Excerpted data START

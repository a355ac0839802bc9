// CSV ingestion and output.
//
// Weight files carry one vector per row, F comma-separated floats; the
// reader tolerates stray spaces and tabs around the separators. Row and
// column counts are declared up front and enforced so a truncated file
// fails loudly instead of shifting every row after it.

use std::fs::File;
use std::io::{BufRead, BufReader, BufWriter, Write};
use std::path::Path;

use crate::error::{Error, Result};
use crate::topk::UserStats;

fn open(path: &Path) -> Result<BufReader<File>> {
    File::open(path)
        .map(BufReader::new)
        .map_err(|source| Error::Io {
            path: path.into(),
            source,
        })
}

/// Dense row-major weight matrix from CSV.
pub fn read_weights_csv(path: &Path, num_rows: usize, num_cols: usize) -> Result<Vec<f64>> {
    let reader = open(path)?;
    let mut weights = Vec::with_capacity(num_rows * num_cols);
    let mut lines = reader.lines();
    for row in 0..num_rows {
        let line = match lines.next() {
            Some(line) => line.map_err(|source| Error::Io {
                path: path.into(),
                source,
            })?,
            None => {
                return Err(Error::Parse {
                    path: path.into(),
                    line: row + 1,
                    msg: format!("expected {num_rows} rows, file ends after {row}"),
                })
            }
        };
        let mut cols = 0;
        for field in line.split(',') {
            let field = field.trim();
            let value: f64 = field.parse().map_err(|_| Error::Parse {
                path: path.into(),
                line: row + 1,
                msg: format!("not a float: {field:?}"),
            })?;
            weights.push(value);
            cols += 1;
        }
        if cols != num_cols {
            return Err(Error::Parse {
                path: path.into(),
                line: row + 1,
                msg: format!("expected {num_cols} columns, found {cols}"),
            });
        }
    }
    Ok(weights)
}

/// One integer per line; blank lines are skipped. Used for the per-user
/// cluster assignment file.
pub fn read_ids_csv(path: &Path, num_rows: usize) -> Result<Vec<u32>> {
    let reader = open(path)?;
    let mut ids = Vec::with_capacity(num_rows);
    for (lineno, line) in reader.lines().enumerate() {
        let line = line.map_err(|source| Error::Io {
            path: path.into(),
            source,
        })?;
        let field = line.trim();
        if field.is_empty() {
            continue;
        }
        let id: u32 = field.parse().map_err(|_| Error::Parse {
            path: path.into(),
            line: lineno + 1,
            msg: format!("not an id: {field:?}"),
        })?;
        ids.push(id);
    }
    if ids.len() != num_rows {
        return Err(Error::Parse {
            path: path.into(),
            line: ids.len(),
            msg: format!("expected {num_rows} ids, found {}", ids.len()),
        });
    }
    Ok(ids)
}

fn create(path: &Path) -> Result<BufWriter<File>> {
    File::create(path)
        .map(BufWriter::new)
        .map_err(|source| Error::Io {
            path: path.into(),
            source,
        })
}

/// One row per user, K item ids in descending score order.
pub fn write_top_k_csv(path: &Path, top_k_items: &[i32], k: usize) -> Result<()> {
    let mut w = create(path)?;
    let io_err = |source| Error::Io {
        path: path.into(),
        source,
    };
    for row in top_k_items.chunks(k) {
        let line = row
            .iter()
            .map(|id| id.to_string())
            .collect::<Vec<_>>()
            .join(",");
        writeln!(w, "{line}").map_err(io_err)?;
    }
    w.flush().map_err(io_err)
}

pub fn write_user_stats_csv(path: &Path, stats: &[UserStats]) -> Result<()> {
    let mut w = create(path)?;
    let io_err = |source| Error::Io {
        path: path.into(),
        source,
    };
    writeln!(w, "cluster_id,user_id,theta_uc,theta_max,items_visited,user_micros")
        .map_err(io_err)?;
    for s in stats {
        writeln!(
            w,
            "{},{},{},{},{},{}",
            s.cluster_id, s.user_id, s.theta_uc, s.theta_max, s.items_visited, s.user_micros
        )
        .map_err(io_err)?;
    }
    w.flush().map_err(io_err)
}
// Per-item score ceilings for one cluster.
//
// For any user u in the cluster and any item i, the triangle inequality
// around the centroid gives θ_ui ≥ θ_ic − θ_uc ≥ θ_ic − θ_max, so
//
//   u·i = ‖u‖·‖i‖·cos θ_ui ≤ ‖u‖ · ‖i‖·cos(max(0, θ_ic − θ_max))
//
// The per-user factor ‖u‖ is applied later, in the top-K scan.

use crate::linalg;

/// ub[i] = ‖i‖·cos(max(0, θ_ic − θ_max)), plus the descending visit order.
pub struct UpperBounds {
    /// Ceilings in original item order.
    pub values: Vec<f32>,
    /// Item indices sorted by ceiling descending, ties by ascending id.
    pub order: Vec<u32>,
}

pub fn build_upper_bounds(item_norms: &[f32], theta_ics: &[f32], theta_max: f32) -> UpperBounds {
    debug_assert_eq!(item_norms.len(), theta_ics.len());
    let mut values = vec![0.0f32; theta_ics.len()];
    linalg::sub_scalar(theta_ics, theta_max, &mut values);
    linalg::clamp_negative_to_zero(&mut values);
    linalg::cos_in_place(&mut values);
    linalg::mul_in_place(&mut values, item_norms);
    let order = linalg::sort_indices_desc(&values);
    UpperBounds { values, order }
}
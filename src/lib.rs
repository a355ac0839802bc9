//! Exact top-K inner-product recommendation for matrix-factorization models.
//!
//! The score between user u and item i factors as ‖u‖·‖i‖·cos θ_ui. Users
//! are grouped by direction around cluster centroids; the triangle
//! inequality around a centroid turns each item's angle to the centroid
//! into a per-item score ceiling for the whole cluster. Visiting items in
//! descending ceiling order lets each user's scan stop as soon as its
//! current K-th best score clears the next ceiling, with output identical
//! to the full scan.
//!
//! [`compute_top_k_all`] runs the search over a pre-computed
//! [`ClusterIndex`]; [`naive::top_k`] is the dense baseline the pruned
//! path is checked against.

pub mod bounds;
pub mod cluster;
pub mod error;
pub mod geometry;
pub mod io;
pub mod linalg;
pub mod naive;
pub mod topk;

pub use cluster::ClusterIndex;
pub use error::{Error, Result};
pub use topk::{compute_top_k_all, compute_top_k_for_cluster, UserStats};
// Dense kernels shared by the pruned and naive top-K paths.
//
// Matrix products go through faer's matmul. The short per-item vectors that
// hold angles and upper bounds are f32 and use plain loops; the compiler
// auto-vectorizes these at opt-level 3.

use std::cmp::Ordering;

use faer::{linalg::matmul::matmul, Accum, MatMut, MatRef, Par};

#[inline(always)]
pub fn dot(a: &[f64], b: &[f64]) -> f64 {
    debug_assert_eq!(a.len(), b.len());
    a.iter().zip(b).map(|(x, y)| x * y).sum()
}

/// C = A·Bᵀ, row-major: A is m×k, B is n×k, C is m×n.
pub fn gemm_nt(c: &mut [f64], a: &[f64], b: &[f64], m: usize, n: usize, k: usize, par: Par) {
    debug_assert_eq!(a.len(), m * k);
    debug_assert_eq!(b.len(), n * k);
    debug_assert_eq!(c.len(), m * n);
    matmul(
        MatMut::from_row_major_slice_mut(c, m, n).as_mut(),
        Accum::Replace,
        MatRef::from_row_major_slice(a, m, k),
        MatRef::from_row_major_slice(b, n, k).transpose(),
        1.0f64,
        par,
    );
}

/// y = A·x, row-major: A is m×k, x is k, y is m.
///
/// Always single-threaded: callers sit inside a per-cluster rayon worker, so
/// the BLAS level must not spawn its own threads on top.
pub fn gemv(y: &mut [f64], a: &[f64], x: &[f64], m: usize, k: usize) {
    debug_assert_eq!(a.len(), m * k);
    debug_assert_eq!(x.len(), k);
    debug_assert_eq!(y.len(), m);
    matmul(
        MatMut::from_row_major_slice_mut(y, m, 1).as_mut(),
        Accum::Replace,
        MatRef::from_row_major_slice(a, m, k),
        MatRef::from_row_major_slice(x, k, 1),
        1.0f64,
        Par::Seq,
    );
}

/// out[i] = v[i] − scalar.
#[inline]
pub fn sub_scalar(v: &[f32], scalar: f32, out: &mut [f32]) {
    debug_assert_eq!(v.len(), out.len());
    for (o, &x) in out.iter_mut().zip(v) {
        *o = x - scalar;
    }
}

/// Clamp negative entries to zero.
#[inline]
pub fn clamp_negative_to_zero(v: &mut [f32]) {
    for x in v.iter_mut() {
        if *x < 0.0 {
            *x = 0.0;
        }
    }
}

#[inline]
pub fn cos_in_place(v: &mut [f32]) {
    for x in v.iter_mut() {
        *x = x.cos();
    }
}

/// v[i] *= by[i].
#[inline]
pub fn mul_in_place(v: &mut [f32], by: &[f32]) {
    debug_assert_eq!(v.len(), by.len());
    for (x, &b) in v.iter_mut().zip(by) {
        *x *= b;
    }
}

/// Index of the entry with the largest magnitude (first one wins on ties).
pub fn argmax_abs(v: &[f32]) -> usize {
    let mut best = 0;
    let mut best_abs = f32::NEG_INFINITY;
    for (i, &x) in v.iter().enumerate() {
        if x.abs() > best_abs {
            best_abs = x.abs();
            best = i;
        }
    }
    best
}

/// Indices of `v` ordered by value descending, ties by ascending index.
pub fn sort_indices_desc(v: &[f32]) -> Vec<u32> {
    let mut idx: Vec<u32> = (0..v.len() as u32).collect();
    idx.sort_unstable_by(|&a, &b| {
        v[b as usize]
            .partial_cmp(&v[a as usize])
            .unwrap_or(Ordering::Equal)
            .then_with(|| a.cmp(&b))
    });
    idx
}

Excerpted data END

- [Your instructions]
Each line from the top of the listing down to and including the one containing "use std::path::Path;" should be transcribed exactly; nothing else is to be output.

- [Exercise output]
repository a355ac0839802bc9
// CSV ingestion and output.
//
// Weight files carry one vector per row, F comma-separated floats; the
// reader tolerates stray spaces and tabs around the separators. Row and
// column counts are declared up front and enforced so a truncated file
// fails loudly instead of shifting every row after it.

use std::fs::File;
use std::io::{BufRead, BufReader, BufWriter, Write};
use std::path::Path;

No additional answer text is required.